A good diabetes and nutrition team can help you figure out if you need other tools, such as the GLP-1 drugsTrusted Source some doctors now prescribe to those with T1D, to help adjust a lack of hormones in the body and help a person lose weight and maintain that weight loss better.

“Those medications, used right, can level the playing field” for PWDs, he said.

Support can have different looks as well.

For Sabino, joining a workout group was a huge plus. “It made a world of difference for me,” she said.

First, there’s that feeling of needing to show up so as not to let down the team, something that works for many people when it comes to motivation.

But Sabino said at her gym and in her workout group, she’s found way more than that.

“I feel more connected to the goal and the community,” she said. “Each one of us [in the workout group] has challenges of our own. It’s not all T1D, but much of what we all find as challenges are very much the same. And we share. It’s great.”

Girl wearing an insulin pump and continuous glucose monitor outdoors in nature.

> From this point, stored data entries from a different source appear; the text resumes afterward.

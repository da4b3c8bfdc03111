//! Declarative style objects.
//!
//! A [`Style`] is the input side of the style engine: an insertion-ordered
//! map from React Native style keys (`marginLeft`, `shadowOffset`, ...) to
//! [`StyleValue`]s. Key order matters the same way object key order matters
//! for the declarative API: later keys of one object override earlier ones.

use indexmap::IndexMap;

use crate::util::format_number;

/// A single transform function, e.g. `{ rotate: "45deg" }`.
#[derive(Debug, Clone, PartialEq)]
#[cfg_attr(feature = "serde", derive(serde::Serialize, serde::Deserialize))]
pub struct TransformEntry {
    pub name: String,
    pub value: TransformArg,
}

impl TransformEntry {
    pub fn new(name: impl Into<String>, value: impl Into<TransformArg>) -> Self {
        Self {
            name: name.into(),
            value: value.into(),
        }
    }
}

/// The argument of a transform function.
#[derive(Debug, Clone, PartialEq)]
#[cfg_attr(feature = "serde", derive(serde::Serialize, serde::Deserialize))]
#[cfg_attr(feature = "serde", serde(untagged))]
pub enum TransformArg {
    Number(f64),
    String(String),
    Matrix(Vec<f64>),
}

impl From<f64> for TransformArg {
    fn from(v: f64) -> Self {
        TransformArg::Number(v)
    }
}

impl From<i32> for TransformArg {
    fn from(v: i32) -> Self {
        TransformArg::Number(v as f64)
    }
}

impl From<&str> for TransformArg {
    fn from(v: &str) -> Self {
        TransformArg::String(v.to_string())
    }
}

impl From<String> for TransformArg {
    fn from(v: String) -> Self {
        TransformArg::String(v)
    }
}

impl From<Vec<f64>> for TransformArg {
    fn from(v: Vec<f64>) -> Self {
        TransformArg::Matrix(v)
    }
}

/// A style value.
#[derive(Debug, Clone, PartialEq, Default)]
#[cfg_attr(feature = "serde", derive(serde::Serialize, serde::Deserialize))]
#[cfg_attr(feature = "serde", serde(untagged))]
pub enum StyleValue {
    /// Claims the property without emitting a value.
    #[default]
    Null,
    Number(f64),
    String(String),
    /// Ordered transform functions (order is significant).
    Transform(Vec<TransformEntry>),
    /// `shadowOffset` / `textShadowOffset`.
    Offset { width: f64, height: f64 },
    /// Multi-valued properties such as `fontVariant` or `transitionProperty`.
    List(Vec<StyleValue>),
    /// `animationKeyframes`: keyframe selector (`from`, `50%`) to frame style.
    Keyframes(IndexMap<String, Style>),
}

impl StyleValue {
    pub fn is_null(&self) -> bool {
        matches!(self, StyleValue::Null)
    }

    pub fn as_number(&self) -> Option<f64> {
        match self {
            StyleValue::Number(n) => Some(*n),
            _ => None,
        }
    }

    pub fn as_str(&self) -> Option<&str> {
        match self {
            StyleValue::String(s) => Some(s),
            _ => None,
        }
    }

    /// Plain textual form used for cache keys and debug output.
    pub fn to_key_string(&self) -> String {
        match self {
            StyleValue::Null => "null".to_string(),
            StyleValue::Number(n) => format_number(*n),
            StyleValue::String(s) => s.clone(),
            StyleValue::Transform(entries) => entries
                .iter()
                .map(|e| match &e.value {
                    TransformArg::Number(n) => format!("{}:{}", e.name, format_number(*n)),
                    TransformArg::String(s) => format!("{}:{}", e.name, s),
                    TransformArg::Matrix(m) => format!(
                        "{}:{}",
                        e.name,
                        m.iter().map(|v| format_number(*v)).collect::<Vec<_>>().join(",")
                    ),
                })
                .collect::<Vec<_>>()
                .join(";"),
            StyleValue::Offset { width, height } => {
                format!("{},{}", format_number(*width), format_number(*height))
            }
            StyleValue::List(items) => items
                .iter()
                .map(StyleValue::to_key_string)
                .collect::<Vec<_>>()
                .join(","),
            StyleValue::Keyframes(frames) => frames
                .iter()
                .map(|(selector, frame)| {
                    let body = frame
                        .iter()
                        .map(|(k, v)| format!("{k}:{}", v.to_key_string()))
                        .collect::<Vec<_>>()
                        .join(";");
                    format!("{selector}{{{body}}}")
                })
                .collect(),
        }
    }
}

impl From<f64> for StyleValue {
    fn from(v: f64) -> Self {
        StyleValue::Number(v)
    }
}

impl From<f32> for StyleValue {
    fn from(v: f32) -> Self {
        StyleValue::Number(v as f64)
    }
}

impl From<i32> for StyleValue {
    fn from(v: i32) -> Self {
        StyleValue::Number(v as f64)
    }
}

impl From<u32> for StyleValue {
    fn from(v: u32) -> Self {
        StyleValue::Number(v as f64)
    }
}

impl From<&str> for StyleValue {
    fn from(v: &str) -> Self {
        StyleValue::String(v.to_string())
    }
}

impl From<String> for StyleValue {
    fn from(v: String) -> Self {
        StyleValue::String(v)
    }
}

impl From<Vec<TransformEntry>> for StyleValue {
    fn from(v: Vec<TransformEntry>) -> Self {
        StyleValue::Transform(v)
    }
}

impl<T: Into<StyleValue>> From<Option<T>> for StyleValue {
    fn from(v: Option<T>) -> Self {
        v.map(Into::into).unwrap_or(StyleValue::Null)
    }
}

/// An insertion-ordered style object.
#[derive(Debug, Clone, PartialEq, Default)]
#[cfg_attr(feature = "serde", derive(serde::Serialize, serde::Deserialize))]
#[cfg_attr(feature = "serde", serde(transparent))]
pub struct Style {
    props: IndexMap<String, StyleValue>,
}

impl Style {
    pub fn new() -> Self {
        Self::default()
    }

    /// Builder-style insert.
    pub fn with(mut self, key: impl Into<String>, value: impl Into<StyleValue>) -> Self {
        self.set(key, value);
        self
    }

    /// Insert or replace a property, keeping its original position on replace.
    pub fn set(&mut self, key: impl Into<String>, value: impl Into<StyleValue>) {
        self.props.insert(key.into(), value.into());
    }

    pub fn get(&self, key: &str) -> Option<&StyleValue> {
        self.props.get(key)
    }

    pub fn contains_key(&self, key: &str) -> bool {
        self.props.contains_key(key)
    }

    pub fn remove(&mut self, key: &str) -> Option<StyleValue> {
        self.props.shift_remove(key)
    }

    pub fn len(&self) -> usize {
        self.props.len()
    }

    pub fn is_empty(&self) -> bool {
        self.props.is_empty()
    }

    pub fn iter(&self) -> impl Iterator<Item = (&str, &StyleValue)> {
        self.props.iter().map(|(k, v)| (k.as_str(), v))
    }

    pub fn keys(&self) -> impl Iterator<Item = &str> {
        self.props.keys().map(String::as_str)
    }

    /// Copy every property of `other` into this style (`Object.assign`).
    pub fn assign(&mut self, other: &Style) {
        for (k, v) in other.iter() {
            self.props.insert(k.to_string(), v.clone());
        }
    }
}

impl<K: Into<String>, V: Into<StyleValue>> FromIterator<(K, V)> for Style {
    fn from_iter<I: IntoIterator<Item = (K, V)>>(iter: I) -> Self {
        let mut style = Style::new();
        for (k, v) in iter {
            style.set(k, v);
        }
        style
    }
}

impl<'a> IntoIterator for &'a Style {
    type Item = (&'a String, &'a StyleValue);
    type IntoIter = indexmap::map::Iter<'a, String, StyleValue>;

    fn into_iter(self) -> Self::IntoIter {
        self.props.iter()
    }
}

/// Build a [`Style`] literal.
///
/// ```
/// use strata::style;
///
/// let s = style! { "marginLeft" => 10, "color" => "red" };
/// assert_eq!(s.len(), 2);
/// ```
#[macro_export]
macro_rules! style {
    () => { $crate::Style::new() };
    ($($key:expr => $value:expr),+ $(,)?) => {{
        let mut style = $crate::Style::new();
        $( style.set($key, $value); )+
        style
    }};
}

#[cfg(test)]
mod tests {
    use super::*;

    #[test]
    fn test_style_preserves_insertion_order() {
        let s = Style::new().with("b", 1).with("a", 2).with("c", 3);
        let keys: Vec<&str> = s.keys().collect();
        assert_eq!(keys, vec!["b", "a", "c"]);
    }

    #[test]
    fn test_style_replace_keeps_position() {
        let mut s = Style::new().with("a", 1).with("b", 2);
        s.set("a", 5);
        let keys: Vec<&str> = s.keys().collect();
        assert_eq!(keys, vec!["a", "b"]);
        assert_eq!(s.get("a"), Some(&StyleValue::Number(5.0)));
    }

    #[test]
    fn test_option_into_null() {
        let v: StyleValue = None::<f64>.into();
        assert!(v.is_null());
    }

    #[test]
    fn test_key_string() {
        let t = StyleValue::Transform(vec![
            TransformEntry::new("rotate", "45deg"),
            TransformEntry::new("translateX", 10),
        ]);
        assert_eq!(t.to_key_string(), "rotate:45deg;translateX:10");
    }
}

Courtney Hale/Getty Images

With the advent of smarter insulin pumps and continuous glucose monitors (CGM), PWDs have more ability to micromanage and stay on top of their blood sugars, a key to better weight loss and maintenance.

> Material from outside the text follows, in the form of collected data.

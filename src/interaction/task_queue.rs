//! FIFO queue of deferred tasks.

use std::collections::VecDeque;
use std::fmt;

/// Identity of an enqueued task, used for cancellation.
#[derive(Debug, Clone, Copy, PartialEq, Eq, Hash)]
pub struct TaskId(u64);

/// A named unit of deferred work.
pub struct Task {
    name: String,
    run: Box<dyn FnOnce()>,
}

impl Task {
    pub fn new(name: impl Into<String>, run: impl FnOnce() + 'static) -> Self {
        Self {
            name: name.into(),
            run: Box::new(run),
        }
    }

    /// A task without a meaningful name.
    pub fn from_fn(run: impl FnOnce() + 'static) -> Self {
        Self::new("?", run)
    }

    pub fn name(&self) -> &str {
        &self.name
    }
}

impl fmt::Debug for Task {
    fn fmt(&self, f: &mut fmt::Formatter<'_>) -> fmt::Result {
        f.debug_struct("Task").field("name", &self.name).finish()
    }
}

#[derive(Debug, Default)]
pub(crate) struct TaskQueue {
    queue: VecDeque<(TaskId, Task)>,
    next_id: u64,
}

impl TaskQueue {
    pub fn enqueue(&mut self, task: Task) -> TaskId {
        let id = TaskId(self.next_id);
        self.next_id += 1;
        self.queue.push_back((id, task));
        id
    }

    /// Drop queued tasks by identity. Tasks that already ran are ignored.
    pub fn cancel(&mut self, ids: &[TaskId]) {
        self.queue.retain(|(id, _)| !ids.contains(id));
    }

    pub fn has_tasks_to_process(&self) -> bool {
        !self.queue.is_empty()
    }

    pub fn len(&self) -> usize {
        self.queue.len()
    }

    /// Run the oldest task.
    pub fn process_next(&mut self) {
        if let Some((_, task)) = self.queue.pop_front() {
            log::debug!("running task {}", task.name);
            (task.run)();
        }
    }
}
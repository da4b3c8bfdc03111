//! WASM bindings for in-browser style compilation.
//!
//! This module exposes a style context to JavaScript via wasm-bindgen. Rules
//! can be mirrored straight into a live `CSSStyleSheet`.

use indexmap::IndexMap;
use js_sys::{Function, Object, Reflect};
use wasm_bindgen::prelude::*;

use crate::error::{Error, Result};
use crate::style::{
    CssRuleTarget, SheetConfig, StyleContext, StyleInput, StyleOptions, StyleRef, WritingDirection,
};
use crate::Style;

/// Initialize panic hook for better error messages in the browser console.
#[wasm_bindgen(start)]
pub fn init() {
    #[cfg(feature = "wasm")]
    console_error_panic_hook::set_once();
}

fn js_error(e: impl std::fmt::Display) -> JsValue {
    JsValue::from_str(&e.to_string())
}

/// A `CSSStyleSheet` reached through `insertRule`.
struct JsSheet {
    sheet: JsValue,
}

impl CssRuleTarget for JsSheet {
    fn insert_rule(&mut self, text: &str, index: usize) -> Result<()> {
        let insert = Reflect::get(&self.sheet, &JsValue::from_str("insertRule"))
            .map_err(|e| Error::RuleInsert(format!("{e:?}")))?;
        let insert: Function = insert
            .dyn_into()
            .map_err(|_| Error::RuleInsert("insertRule is not a function".to_string()))?;
        insert
            .call2(&self.sheet, &JsValue::from_str(text), &JsValue::from_f64(index as f64))
            .map_err(|e| Error::RuleInsert(format!("{e:?}")))?;
        Ok(())
    }
}

/// Style compilation context for one render root.
#[wasm_bindgen]
pub struct StyleEngine {
    context: StyleContext,
    names: IndexMap<String, StyleRef>,
}

#[wasm_bindgen]
impl StyleEngine {
    #[wasm_bindgen(constructor)]
    pub fn new(sheet_id: Option<String>) -> StyleEngine {
        let config = match sheet_id {
            Some(id) => SheetConfig { id },
            None => SheetConfig::default(),
        };
        StyleEngine {
            context: StyleContext::new(config),
            names: IndexMap::new(),
        }
    }

    /// Register a JSON object of named styles.
    pub fn create(&mut self, json: &str) -> std::result::Result<(), JsValue> {
        let styles: IndexMap<String, Style> = serde_json::from_str(json).map_err(js_error)?;
        self.names.extend(self.context.create(styles));
        Ok(())
    }

    /// Resolve named styles into `{ className, style }`.
    pub fn resolve(&mut self, names: Vec<String>, rtl: bool) -> std::result::Result<JsValue, JsValue> {
        let mut entries = Vec::with_capacity(names.len());
        for name in &names {
            let handle = self
                .names
                .get(name)
                .ok_or_else(|| js_error(format!("no style named {name:?}")))?;
            entries.push(StyleInput::from(*handle));
        }
        let direction = if rtl {
            WritingDirection::Rtl
        } else {
            WritingDirection::Ltr
        };
        let options = StyleOptions::default().with_direction(direction);
        let resolved = self.context.resolve(&StyleInput::list(entries), &options);

        let out = Object::new();
        Reflect::set(&out, &"className".into(), &resolved.class_name.as_str().into())?;
        let style = Object::new();
        if let Some(inline) = &resolved.inline {
            for (property, value) in inline.iter() {
                Reflect::set(&style, &property.into(), &value.into())?;
            }
        }
        Reflect::set(&out, &"style".into(), &style)?;
        Ok(out.into())
    }

    /// Mirror every rule, present and future, into a `CSSStyleSheet`.
    #[wasm_bindgen(js_name = attachSheet)]
    pub fn attach_sheet(&mut self, sheet: JsValue) {
        self.context.attach_target(Box::new(JsSheet { sheet }));
    }

    /// The full stylesheet text for server rendering.
    #[wasm_bindgen(js_name = sheetText)]
    pub fn sheet_text(&self) -> String {
        self.context.sheet().get_text()
    }

    #[wasm_bindgen(js_name = sheetId)]
    pub fn sheet_id(&self) -> String {
        self.context.sheet().id().to_string()
    }
}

Whether you are using injection therapy, a pump, or a hybrid or looped automated insulin delivery system, Warshaw said, “The more that your insulin is managed, I think the easier time you are going to have [with weight loss]. The less hypos you have, the more your system helps you manage your insulin, the better.”

Sabino, for one, said she’s found great success using diabetes technology.

“Using looping really helps,” she said.

But she also realized that in America at least, that’s a comment that comes from privilege.

“Access [to technology for all] is still an issue,” she said.

It’s a hot button topic in the diabetes community and the world in general. Is low carb eating the magic answer?

Scheiner says no.

“I’m very leery of super low carb diets,” he said. “It’s almost impossible to follow them long-term, and the long term usually offsets the short term.”

In other words, going super low carb may help you lose weight quickly, but the bounce-back may include gaining more.

Warshaw said, “I’m an advocate for healthy, plant-focused eating for everyone.”

Rather than focus on carbs, she said, “Make healthier, nutrient-rich foods the core of what you eat.”

Plus, weight loss and long-term maintenance isn’t just about a diet, Warshaw said.

“It’s more about behaviour change, and that’s something often best taken one step at a time.”